▶ TASK ITEM:
Repeat exactly the lines of the listing below, please, starting with the first and ending with the line containing "let parsed = parse_body::<PatientRequest>(body.as_bytes());"; leave out the rest.

▶ LISTED RECORDS:
// Property-based tests for request parsing helpers

use chrono::{NaiveTime, Timelike};
use clinic_backend::error::ApiError;
use clinic_backend::handlers::{parse_body, parse_id};
use clinic_backend::models::{normalize_email, parse_time, PatientRequest, Resource};
use proptest::prelude::*;

proptest! {
    #[test]
    fn test_positive_ids_parse(id in 1i64..i64::MAX) {
        prop_assert_eq!(parse_id(Resource::Patient, &id.to_string()).unwrap(), id);
    }

    #[test]
    fn test_non_numeric_ids_rejected(raw in "[a-zA-Z_-][a-zA-Z0-9_-]{0,12}") {
        let rejected = matches!(
            parse_id(Resource::Appointment, &raw),
            Err(ApiError::InvalidId { .. })
        );
        prop_assert!(rejected);
    }

    #[test]
    fn test_email_normalization_idempotent(email in "[ ]{0,3}[A-Za-z0-9.]{1,12}@[A-Za-z]{2,8}\\.[A-Za-z]{2,4}[ ]{0,3}") {
        let once = normalize_email(&email);
        prop_assert_eq!(normalize_email(&once), once.clone());
        prop_assert_eq!(once.trim(), once.as_str());
    }

    #[test]
    fn test_short_and_long_time_forms_agree(h in 0u32..24, m in 0u32..60) {
        let short = parse_time(&format!("{:02}:{:02}", h, m)).unwrap();
        let long = parse_time(&format!("{:02}:{:02}:00", h, m)).unwrap();
        prop_assert_eq!(short, long);
        prop_assert_eq!(short, NaiveTime::from_hms_opt(h, m, 0).unwrap());
        prop_assert_eq!(short.hour(), h);
    }

    #[test]
    fn test_named_patients_always_validate(first in "[A-Za-z]{1,20}", last in "[A-Za-z]{1,20}") {
        let body = serde_json::json!({"firstName": first, "lastName": last}).to_string();
        let parsed = parse_body::<PatientRequest>(body.as_bytes());
        prop_assert!(parsed.is_ok());
    }
}
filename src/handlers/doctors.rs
use super::{parse_body, parse_id, text_or_empty, AppState};
use crate::error::ApiError;
use crate::metrics::record_write;
use crate::models::{normalize_email, Doctor, DoctorRequest, Resource};
use actix_web::{web, HttpResponse};
use serde_json::json;

// never includes password_hash
const DOCTOR_COLUMNS: &str = "doctor_id, first_name, last_name, specialization, phone, email";

pub async fn list_doctors(state: web::Data<AppState>) -> Result<HttpResponse, ApiError> {
    let sql = format!(
        "SELECT {} FROM doctors ORDER BY last_name, first_name, doctor_id",
        DOCTOR_COLUMNS
    );
    let doctors: Vec<Doctor> = sqlx::query_as(&sql).fetch_all(&state.pool).await?;

    Ok(HttpResponse::Ok().json(doctors))
}

pub async fn get_doctor(
    state: web::Data<AppState>,
    path: web::Path<String>,
) -> Result<HttpResponse, ApiError> {
    let id = parse_id(Resource::Doctor, &path)?;

    let sql = format!("SELECT {} FROM doctors WHERE doctor_id = $1", DOCTOR_COLUMNS);
    let doctor: Option<Doctor> = sqlx::query_as(&sql)
        .bind(id)
        .fetch_optional(&state.pool)
        .await?;

    doctor
        .map(|d| HttpResponse::Ok().json(d))
        .ok_or(ApiError::NotFound(Resource::Doctor))
}

/// Administrative create. The doctor has no credential until one is
/// registered, so login fails for this row.
pub async fn create_doctor(
    state: web::Data<AppState>,
    body: web::Bytes,
) -> Result<HttpResponse, ApiError> {
    let req: DoctorRequest = parse_body(&body)?;

    let doctor_id: i64 = sqlx::query_scalar(
        "INSERT INTO doctors (first_name, last_name, email, phone, specialization)
         VALUES ($1, $2, $3, $4, $5) RETURNING doctor_id",
    )
    .bind(text_or_empty(req.first_name))
    .bind(text_or_empty(req.last_name))
    .bind(normalize_email(&text_or_empty(req.email)))
    .bind(text_or_empty(req.phone))
    .bind(text_or_empty(req.specialization))
    .fetch_one(&state.pool)
    .await?;

    record_write("doctor", "create");
    crate::audit_log!("record", "doctor.create", Some(doctor_id), true);

    Ok(HttpResponse::Ok().json(json!({
        "success": true,
        "doctor_id": doctor_id,
        "message": "Doctor created successfully"
    })))
}

pub async fn update_doctor(
    state: web::Data<AppState>,
    path: web::Path<String>,
    body: web::Bytes,
) -> Result<HttpResponse, ApiError> {
    let id = parse_id(Resource::Doctor, &path)?;
    let req: DoctorRequest = parse_body(&body)?;

    let result = sqlx::query(
        "UPDATE doctors
         SET first_name = $1, last_name = $2, email = $3, phone = $4, specialization = $5
         WHERE doctor_id = $6",
    )
    .bind(text_or_empty(req.first_name))
    .bind(text_or_empty(req.last_name))
    .bind(normalize_email(&text_or_empty(req.email)))
    .bind(text_or_empty(req.phone))
    .bind(text_or_empty(req.specialization))
    .bind(id)
    .execute(&state.pool)
    .await?;

    if result.rows_affected() == 0 {
        return Err(ApiError::NotFound(Resource::Doctor));
    }

    record_write("doctor", "update");
    crate::audit_log!("record", "doctor.update", Some(id), true);

    Ok(HttpResponse::Ok().json(json!({
        "success": true,
        "message": "Doctor updated successfully"
    })))
}

pub async fn delete_doctor(
    state: web::Data<AppState>,
    path: web::Path<String>,
) -> Result<HttpResponse, ApiError> {
    let id = parse_id(Resource::Doctor, &path)?;

    let result = sqlx::query("DELETE FROM doctors WHERE doctor_id = $1")
        .bind(id)
        .execute(&state.pool)
        .await
        .map_err(|e| ApiError::on_foreign_key(e, ApiError::StillReferenced))?;

    if result.rows_affected() == 0 {
        return Err(ApiError::NotFound(Resource::Doctor));
    }

    record_write("doctor", "delete");
    crate::audit_log!("record", "doctor.delete", Some(id), true);

    Ok(HttpResponse::Ok().json(json!({
        "success": true,
        "message": "Doctor deleted successfully"
    })))
}
use super::error::EngineError;
use crate::core::color::Rgb;
use crate::core::selection::Selection;
use crate::core::style::SettingValue;
use std::fmt;
use std::path::Path;

#[derive(Debug, Clone, Copy, PartialEq, Eq)]
pub enum Axis {
    X,
    Y,
    Z,
}

impl Axis {
    pub fn as_str(self) -> &'static str {
        match self {
            Axis::X => "x",
            Axis::Y => "y",
            Axis::Z => "z",
        }
    }
}

impl fmt::Display for Axis {
    fn fmt(&self, f: &mut fmt::Formatter<'_>) -> fmt::Result {
        f.write_str(self.as_str())
    }
}

/// The imperative scene API of a molecular-visualization engine.
///
/// Implementors hold one process-wide scene. Every call mutates or queries that
/// scene, so a single engine must never be driven from two places at once; the
/// [`Session`](super::session::Session) wrapper enforces this through ownership.
pub trait SceneEngine {
    /// Discards every loaded object, selection, color and setting.
    fn reinitialize(&mut self) -> Result<(), EngineError>;

    /// Loads a structure file into the scene.
    fn load(&mut self, path: &Path) -> Result<(), EngineError>;

    /// Orients the camera along the principal axes of the scene.
    fn orient(&mut self) -> Result<(), EngineError>;

    fn rotate(&mut self, axis: Axis, degrees: f64) -> Result<(), EngineError>;

    /// Chain identifiers of the loaded structure, in engine order.
    fn chains(&mut self) -> Result<Vec<String>, EngineError>;

    /// Stores `selection` under `name` and returns the number of atoms it holds.
    fn select(&mut self, name: &str, selection: &Selection) -> Result<usize, EngineError>;

    fn count_atoms(&mut self, selection: &Selection) -> Result<usize, EngineError>;

    /// Defines (or redefines) a named color.
    fn set_color(&mut self, name: &str, rgb: Rgb) -> Result<(), EngineError>;

    /// Colors the selected atoms with a named color.
    fn color(&mut self, color: &str, selection: &Selection) -> Result<(), EngineError>;

    /// Frames `selection` with `buffer` Ångström of padding.
    fn zoom(&mut self, selection: &Selection, buffer: f64) -> Result<(), EngineError>;

    fn hide(&mut self, representation: &str, selection: &Selection) -> Result<(), EngineError>;

    fn set(&mut self, setting: &str, value: &SettingValue) -> Result<(), EngineError>;

    fn bg_color(&mut self, color: &str) -> Result<(), EngineError>;

    fn ray(&mut self, width: u32, height: u32) -> Result<(), EngineError>;

    /// Writes the last ray-traced image.
    fn save(&mut self, path: &Path) -> Result<(), EngineError>;
}

impl<E: SceneEngine + ?Sized> SceneEngine for &mut E {
    fn reinitialize(&mut self) -> Result<(), EngineError> {
        (**self).reinitialize()
    }
    fn load(&mut self, path: &Path) -> Result<(), EngineError> {
        (**self).load(path)
    }
    fn orient(&mut self) -> Result<(), EngineError> {
        (**self).orient()
    }
    fn rotate(&mut self, axis: Axis, degrees: f64) -> Result<(), EngineError> {
        (**self).rotate(axis, degrees)
    }
    fn chains(&mut self) -> Result<Vec<String>, EngineError> {
        (**self).chains()
    }
    fn select(&mut self, name: &str, selection: &Selection) -> Result<usize, EngineError> {
        (**self).select(name, selection)
    }
    fn count_atoms(&mut self, selection: &Selection) -> Result<usize, EngineError> {
        (**self).count_atoms(selection)
    }
    fn set_color(&mut self, name: &str, rgb: Rgb) -> Result<(), EngineError> {
        (**self).set_color(name, rgb)
    }
    fn color(&mut self, color: &str, selection: &Selection) -> Result<(), EngineError> {
        (**self).color(color, selection)
    }
    fn zoom(&mut self, selection: &Selection, buffer: f64) -> Result<(), EngineError> {
        (**self).zoom(selection, buffer)
    }
    fn hide(&mut self, representation: &str, selection: &Selection) -> Result<(), EngineError> {
        (**self).hide(representation, selection)
    }
    fn set(&mut self, setting: &str, value: &SettingValue) -> Result<(), EngineError> {
        (**self).set(setting, value)
    }
    fn bg_color(&mut self, color: &str) -> Result<(), EngineError> {
        (**self).bg_color(color)
    }
    fn ray(&mut self, width: u32, height: u32) -> Result<(), EngineError> {
        (**self).ray(width, height)
    }
    fn save(&mut self, path: &Path) -> Result<(), EngineError> {
        (**self).save(path)
    }
}
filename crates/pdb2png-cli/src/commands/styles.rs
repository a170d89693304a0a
use crate::cli::Cli;
use crate::config::{build_registry, load_file_config};
use crate::error::Result;
use pdb2png::core::style::{StyleOrigin, StyleRegistry};
use tracing::info;

pub fn run(cli: &Cli) -> Result<()> {
    let mut file_config = load_file_config(cli)?;
    let registry = build_registry(&mut file_config);
    info!("Listing {} registered style(s).", registry.names().len());
    for line in describe_styles(&registry) {
        println!("{}", line);
    }
    Ok(())
}

/// One line per style: name, origin and its settings in application order.
pub fn describe_styles(registry: &StyleRegistry) -> Vec<String> {
    registry
        .names()
        .into_iter()
        .map(|(name, origin)| {
            let origin = match origin {
                StyleOrigin::Builtin => "built-in",
                StyleOrigin::Custom => "custom",
            };
            let settings = registry
                .get(&name)
                .map(|settings| {
                    settings
                        .iter()
                        .map(|(key, value)| format!("{}={}", key, value))
                        .collect::<Vec<_>>()
                        .join(", ")
                })
                .unwrap_or_default();
            format!("{:<16} [{}] {}", name, origin, settings)
        })
        .collect()
}

#[cfg(test)]
mod tests {
    use super::*;
    use pdb2png::core::style::StyleSettings;

    #[test]
    fn lists_builtins_sorted_with_settings() {
        let lines = describe_styles(&StyleRegistry::new());
        let names: Vec<&str> = lines
            .iter()
            .map(|l| l.split_whitespace().next().unwrap())
            .collect();
        assert_eq!(
            names,
            vec!["dark", "default", "default_bw", "default_cartoon", "muted"]
        );
        let default = lines.iter().find(|l| l.starts_with("default ")).unwrap();
        assert!(default.contains("[built-in]"));
        assert!(default.contains("bg_color=white"));
        assert!(default.contains("antialias=2"));
    }

    #[test]
    fn custom_styles_are_marked_and_shadow_builtins() {
        let mut registry = StyleRegistry::new();
        registry.register("dark", StyleSettings::new().with("bg_color", "grey50"));
        registry.register("poster", StyleSettings::new().with("ray_trace_mode", 3i64));

        let lines = describe_styles(&registry);
        let dark = lines.iter().find(|l| l.starts_with("dark ")).unwrap();
        assert!(dark.contains("[custom]"));
        assert!(dark.ends_with("bg_color=grey50"));
        let poster = lines.iter().find(|l| l.starts_with("poster ")).unwrap();
        assert!(poster.contains("ray_trace_mode=3"));
    }
}
use pdb2png::core::color::{ColorError, ColorSpec};
use pdb2png::engine::config::{ConfigError, Rotation};
use thiserror::Error;

#[derive(Debug, Error, PartialEq)]
pub enum ParseError {
    #[error("Invalid color '{input}': {source}")]
    InvalidColor {
        input: String,
        #[source]
        source: ColorError,
    },

    #[error("Invalid rotation '{input}': {source}")]
    InvalidRotation {
        input: String,
        #[source]
        source: ConfigError,
    },

    #[error("Invalid --set format: '{0}'. Expected KEY=VALUE.")]
    InvalidKeyValue(String),
}

/// A color name (`red`) or a flat list of RGB components (`1,0,0,0,1,0`).
pub fn parse_color(s: &str) -> Result<ColorSpec, ParseError> {
    s.parse().map_err(|source| ParseError::InvalidColor {
        input: s.to_string(),
        source,
    })
}

/// Three comma-separated angles in degrees (`0,90,0`).
pub fn parse_rotation(s: &str) -> Result<Rotation, ParseError> {
    s.parse().map_err(|source| ParseError::InvalidRotation {
        input: s.to_string(),
        source,
    })
}

/// Splits `KEY=VALUE` at the first `=`. The key must be non-empty.
pub fn parse_key_value(s: &str) -> Result<(&str, &str), ParseError> {
    match s.split_once('=') {
        Some((key, value)) if !key.trim().is_empty() => Ok((key.trim(), value.trim())),
        _ => Err(ParseError::InvalidKeyValue(s.to_string())),
    }
}
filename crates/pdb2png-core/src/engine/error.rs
use crate::core::style::StyleError;
use thiserror::Error;

#[derive(Debug, Error)]
pub enum EngineError {
    #[error("Failed to start rendering engine '{program}': {source}")]
    Spawn {
        program: String,
        #[source]
        source: std::io::Error,
    },

    #[error("Rendering engine process failed: {0}")]
    Process(String),

    #[error("Malformed reply from rendering engine: {0}")]
    Protocol(String),

    #[error("Engine command '{command}' failed: {message}")]
    Command { command: String, message: String },

    #[error("Selection '{selection}' matched no atoms")]
    EmptySelection { selection: String },

    #[error("Style error: {0}")]
    Style(#[from] StyleError),
}
use crate::error::{CliError, Result};
use pdb2png::core::color::{ColorError, ColorSpec};
use pdb2png::core::style::StyleSettings;
use serde::Deserialize;
use std::collections::BTreeMap;
use std::path::{Path, PathBuf};
use tracing::debug;

/// A color as written in the file: a name, or a flat list of RGB components.
#[derive(Deserialize, Debug, Clone, PartialEq)]
#[serde(untagged)]
pub enum FileColor {
    Name(String),
    Components(Vec<f64>),
}

impl TryFrom<FileColor> for ColorSpec {
    type Error = ColorError;

    fn try_from(value: FileColor) -> std::result::Result<Self, Self::Error> {
        match value {
            FileColor::Name(name) => ColorSpec::named(name),
            FileColor::Components(values) => ColorSpec::palette(&values),
        }
    }
}

#[derive(Deserialize, Debug, Default, Clone)]
#[serde(rename_all = "kebab-case", deny_unknown_fields)]
pub struct FileRenderConfig {
    pub width: Option<u32>,
    pub height: Option<u32>,
    pub style: Option<String>,
    pub show_water: Option<bool>,
}

#[derive(Deserialize, Debug, Default, Clone)]
#[serde(rename_all = "kebab-case", deny_unknown_fields)]
pub struct FileCameraConfig {
    pub rotate: Option<[f64; 3]>,
    pub zoom: Option<f64>,
}

#[derive(Deserialize, Debug, Default, Clone)]
#[serde(rename_all = "kebab-case", deny_unknown_fields)]
pub struct FileColorsConfig {
    pub protein: Option<FileColor>,
    pub hetatm: Option<FileColor>,
}

#[derive(Deserialize, Debug, Default, Clone)]
#[serde(rename_all = "kebab-case", deny_unknown_fields)]
pub struct FileLigandConfig {
    pub id: Option<String>,
    pub chain: Option<String>,
    pub zoom: Option<f64>,
    pub color: Option<FileColor>,
}

#[derive(Deserialize, Debug, Default, Clone)]
#[serde(rename_all = "kebab-case", deny_unknown_fields)]
pub struct FileEngineConfig {
    pub executable: Option<PathBuf>,
    #[serde(default)]
    pub args: Vec<String>,
}

#[derive(Deserialize, Debug, Default, Clone)]
#[serde(rename_all = "kebab-case", deny_unknown_fields)]
pub struct FileConfig {
    pub render: Option<FileRenderConfig>,
    pub camera: Option<FileCameraConfig>,
    pub colors: Option<FileColorsConfig>,
    pub ligand: Option<FileLigandConfig>,
    pub engine: Option<FileEngineConfig>,
    #[serde(default)]
    pub styles: BTreeMap<String, StyleSettings>,
}

impl FileConfig {
    pub fn from_file(path: &Path) -> Result<Self> {
        debug!("Loading configuration from file: {:?}", path);
        let content = std::fs::read_to_string(path)?;
        Self::from_toml(&content).map_err(|e| CliError::FileParsing {
            path: path.to_path_buf(),
            source: e.into(),
        })
    }

    pub fn from_toml(content: &str) -> std::result::Result<Self, toml::de::Error> {
        toml::from_str(content)
    }
}

#[cfg(test)]
mod tests {
    use super::*;
    use pdb2png::core::style::SettingValue;
    use std::fs;

    const FULL: &str = r#"
        [render]
        width = 800
        height = 600
        style = "dark"
        show-water = true

        [camera]
        rotate = [0.0, 90.0, 0.0]
        zoom = 5.0

        [colors]
        protein = [1.0, 0.0, 0.0, 0.0, 1.0, 0.0]
        hetatm = "grey50"

        [ligand]
        id = "LIG"
        chain = "A"
        zoom = 8.0
        color = "red"

        [engine]
        executable = "/opt/pymol/bin/pymol"
        args = ["-k"]

        [styles.poster]
        bg_color = "black"
        ray_trace_mode = 3
        ray_trace_gain = 0.1
        orthoscopic = true
    "#;

    #[test]
    fn parses_every_section() {
        let config = FileConfig::from_toml(FULL).unwrap();

        let render = config.render.unwrap();
        assert_eq!((render.width, render.height), (Some(800), Some(600)));
        assert_eq!(render.style.as_deref(), Some("dark"));
        assert_eq!(render.show_water, Some(true));

        let camera = config.camera.unwrap();
        assert_eq!(camera.rotate, Some([0.0, 90.0, 0.0]));
        assert_eq!(camera.zoom, Some(5.0));

        let colors = config.colors.unwrap();
        assert_eq!(
            colors.protein,
            Some(FileColor::Components(vec![1.0, 0.0, 0.0, 0.0, 1.0, 0.0]))
        );
        assert_eq!(colors.hetatm, Some(FileColor::Name("grey50".to_string())));

        let ligand = config.ligand.unwrap();
        assert_eq!(ligand.id.as_deref(), Some("LIG"));
        assert_eq!(ligand.zoom, Some(8.0));

        let engine = config.engine.unwrap();
        assert_eq!(engine.executable, Some(PathBuf::from("/opt/pymol/bin/pymol")));
        assert_eq!(engine.args, vec!["-k".to_string()]);
    }

    #[test]
    fn style_tables_keep_setting_order_and_types() {
        let config = FileConfig::from_toml(FULL).unwrap();
        let poster = &config.styles["poster"];
        let keys: Vec<&str> = poster.iter().map(|(k, _)| k).collect();
        assert_eq!(
            keys,
            vec!["bg_color", "ray_trace_mode", "ray_trace_gain", "orthoscopic"]
        );
        assert_eq!(poster.get("ray_trace_mode"), Some(&SettingValue::Integer(3)));
        assert_eq!(poster.get("ray_trace_gain"), Some(&SettingValue::Float(0.1)));
        assert_eq!(poster.get("orthoscopic"), Some(&SettingValue::Bool(true)));
    }

    #[test]
    fn empty_file_is_all_defaults() {
        let config = FileConfig::from_toml("").unwrap();
        assert!(config.render.is_none());
        assert!(config.styles.is_empty());
    }

    #[test]
    fn unknown_keys_are_rejected() {
        assert!(FileConfig::from_toml("[render]\nwidht = 10\n").is_err());
        assert!(FileConfig::from_toml("[lights]\ncount = 2\n").is_err());
    }

    #[test]
    fn file_colors_convert_to_color_specs() {
        assert_eq!(
            ColorSpec::try_from(FileColor::Name("red".to_string())),
            Ok(ColorSpec::named("red").unwrap())
        );
        assert_eq!(
            ColorSpec::try_from(FileColor::Components(vec![1.0, 0.0])),
            Err(ColorError::IncompleteTriple { len: 2 })
        );
    }

    #[test]
    fn from_file_reports_path_on_parse_failure() {
        let dir = tempfile::tempdir().unwrap();
        let path = dir.path().join("bad.toml");
        fs::write(&path, "[render\nwidth = 1").unwrap();

        let result = FileConfig::from_file(&path);
        assert!(matches!(result, Err(CliError::FileParsing { path: p, .. }) if p == path));
    }

    #[test]
    fn missing_file_is_an_io_error() {
        let dir = tempfile::tempdir().unwrap();
        let result = FileConfig::from_file(&dir.path().join("absent.toml"));
        assert!(matches!(result, Err(CliError::Io(_))));
    }
}
use super::error::EngineError;
use super::traits::SceneEngine;
use crate::core::color::{ColorSpec, Rgb};
use crate::core::selection::Selection;
use tracing::{debug, instrument};

/// One chain that received a palette color.
#[derive(Debug, Clone, PartialEq)]
pub struct ChainColor {
    pub chain: String,
    pub color_name: String,
    pub rgb: Rgb,
    pub atoms: usize,
}

/// What the cycler did for one entity class (protein, hetatm, ...).
#[derive(Debug, Clone, PartialEq)]
pub enum ColoringReport {
    Uniform { entity: String, color: String },
    PerChain { entity: String, chains: Vec<ChainColor> },
}

impl ColoringReport {
    pub fn entity(&self) -> &str {
        match self {
            ColoringReport::Uniform { entity, .. } | ColoringReport::PerChain { entity, .. } => {
                entity
            }
        }
    }
}

/// Assigns colors to one entity class, chain by chain.
///
/// `entity` labels the generated selection and color names; `scope` restricts
/// the class (e.g. `not hetatm` for protein).
pub struct ColorCycler<'a> {
    entity: &'a str,
    scope: Selection,
}

impl<'a> ColorCycler<'a> {
    pub fn new(entity: &'a str, scope: Selection) -> Self {
        Self { entity, scope }
    }

    /// A named color is applied to the whole scope at once. A palette walks
    /// `chains` in order, skips chains with no atoms in scope, and gives each
    /// remaining chain the next triple, wrapping around the palette.
    #[instrument(skip_all, fields(entity = self.entity))]
    pub fn apply<E: SceneEngine>(
        &self,
        engine: &mut E,
        spec: &ColorSpec,
        chains: &[String],
    ) -> Result<ColoringReport, EngineError> {
        let palette = match spec {
            ColorSpec::Named(name) => {
                debug!("Coloring all '{}' atoms {}", self.entity, name);
                engine.color(name, &self.scope)?;
                return Ok(ColoringReport::Uniform {
                    entity: self.entity.to_string(),
                    color: name.clone(),
                });
            }
            ColorSpec::Palette(palette) => palette,
        };

        let mut next_color = palette.cycle();
        let mut assigned = Vec::new();
        for chain in chains {
            let selection_name = format!("sel_{}_{}", self.entity, chain);
            let scoped = Selection::chain(chain.as_str()).and(self.scope.clone());
            let atoms = engine.select(&selection_name, &scoped)?;
            if atoms == 0 {
                debug!("Chain {} has no '{}' atoms, skipping", chain, self.entity);
                continue;
            }

            let Some(rgb) = next_color.next() else {
                break;
            };
            let color_name = format!("{}_color_{}", self.entity, chain);
            engine.set_color(&color_name, rgb)?;
            engine.color(&color_name, &Selection::named(selection_name.as_str()))?;
            debug!("Chain {} ({} atoms) colored {}", chain, atoms, rgb);

            assigned.push(ChainColor {
                chain: chain.clone(),
                color_name,
                rgb,
                atoms,
            });
        }

        Ok(ColoringReport::PerChain {
            entity: self.entity.to_string(),
            chains: assigned,
        })
    }
}
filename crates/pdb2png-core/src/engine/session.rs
use super::error::EngineError;
use super::traits::SceneEngine;
use tracing::debug;

/// Sole owner of a scene engine.
///
/// The engine's scene is process-wide mutable state. A `Session` hands out the
/// engine only through [`Session::begin`], which resets that state first, so
/// every render starts from an empty scene and nothing leaks between renders.
pub struct Session<E: SceneEngine> {
    engine: E,
    renders: usize,
}

impl<E: SceneEngine> Session<E> {
    pub fn new(engine: E) -> Self {
        Self { engine, renders: 0 }
    }

    /// Resets the scene and returns exclusive access to the engine for one render.
    pub fn begin(&mut self) -> Result<&mut E, EngineError> {
        self.renders += 1;
        debug!("Resetting scene for render #{}", self.renders);
        self.engine.reinitialize()?;
        Ok(&mut self.engine)
    }

    /// Number of renders started on this session.
    pub fn renders(&self) -> usize {
        self.renders
    }
}
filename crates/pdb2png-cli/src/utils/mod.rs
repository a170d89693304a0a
pub mod parser;
pub mod progress;
use crate::error::{CliError, Result};
use std::fs::File;
use std::path::Path;
use tracing_subscriber::{
    filter::LevelFilter,
    fmt::{self},
    prelude::*,
};

/// Maps `-q` and the `-v` count to a level. Warnings are shown by default.
pub fn level_filter(verbosity: u8, quiet: bool) -> LevelFilter {
    if quiet {
        return LevelFilter::OFF;
    }
    match verbosity {
        0 => LevelFilter::WARN,
        1 => LevelFilter::INFO,
        2 => LevelFilter::DEBUG,
        _ => LevelFilter::TRACE,
    }
}

pub fn setup_logging(verbosity: u8, quiet: bool, log_file: Option<&Path>) -> Result<()> {
    let stderr_layer = fmt::layer()
        .with_writer(std::io::stderr)
        .with_ansi(true)
        .with_target(false)
        .compact()
        .with_filter(level_filter(verbosity, quiet));

    // The file gets everything down to debug even when the console is quiet.
    let file_layer = match log_file {
        Some(path) => {
            let file = File::create(path).map_err(CliError::Io)?;
            let layer = fmt::layer()
                .with_writer(file)
                .with_ansi(false)
                .with_thread_ids(true)
                .with_target(true)
                .with_filter(level_filter(verbosity.max(2), false));
            Some(layer)
        }
        None => None,
    };

    tracing_subscriber::registry()
        .with(stderr_layer)
        .with(file_layer)
        .try_init()
        .map_err(|e| CliError::Other(anyhow::anyhow!("Failed to install logger: {}", e)))
}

▶ OUTPUT BELOW:
// Property-based tests for request parsing helpers

use chrono::{NaiveTime, Timelike};
use clinic_backend::error::ApiError;
use clinic_backend::handlers::{parse_body, parse_id};
use clinic_backend::models::{normalize_email, parse_time, PatientRequest, Resource};
use proptest::prelude::*;

proptest! {
    #[test]
    fn test_positive_ids_parse(id in 1i64..i64::MAX) {
        prop_assert_eq!(parse_id(Resource::Patient, &id.to_string()).unwrap(), id);
    }

    #[test]
    fn test_non_numeric_ids_rejected(raw in "[a-zA-Z_-][a-zA-Z0-9_-]{0,12}") {
        let rejected = matches!(
            parse_id(Resource::Appointment, &raw),
            Err(ApiError::InvalidId { .. })
        );
        prop_assert!(rejected);
    }

    #[test]
    fn test_email_normalization_idempotent(email in "[ ]{0,3}[A-Za-z0-9.]{1,12}@[A-Za-z]{2,8}\\.[A-Za-z]{2,4}[ ]{0,3}") {
        let once = normalize_email(&email);
        prop_assert_eq!(normalize_email(&once), once.clone());
        prop_assert_eq!(once.trim(), once.as_str());
    }

    #[test]
    fn test_short_and_long_time_forms_agree(h in 0u32..24, m in 0u32..60) {
        let short = parse_time(&format!("{:02}:{:02}", h, m)).unwrap();
        let long = parse_time(&format!("{:02}:{:02}:00", h, m)).unwrap();
        prop_assert_eq!(short, long);
        prop_assert_eq!(short, NaiveTime::from_hms_opt(h, m, 0).unwrap());
        prop_assert_eq!(short.hour(), h);
    }

    #[test]
    fn test_named_patients_always_validate(first in "[A-Za-z]{1,20}", last in "[A-Za-z]{1,20}") {
        let body = serde_json::json!({"firstName": first, "lastName": last}).to_string();
        let parsed = parse_body::<PatientRequest>(body.as_bytes());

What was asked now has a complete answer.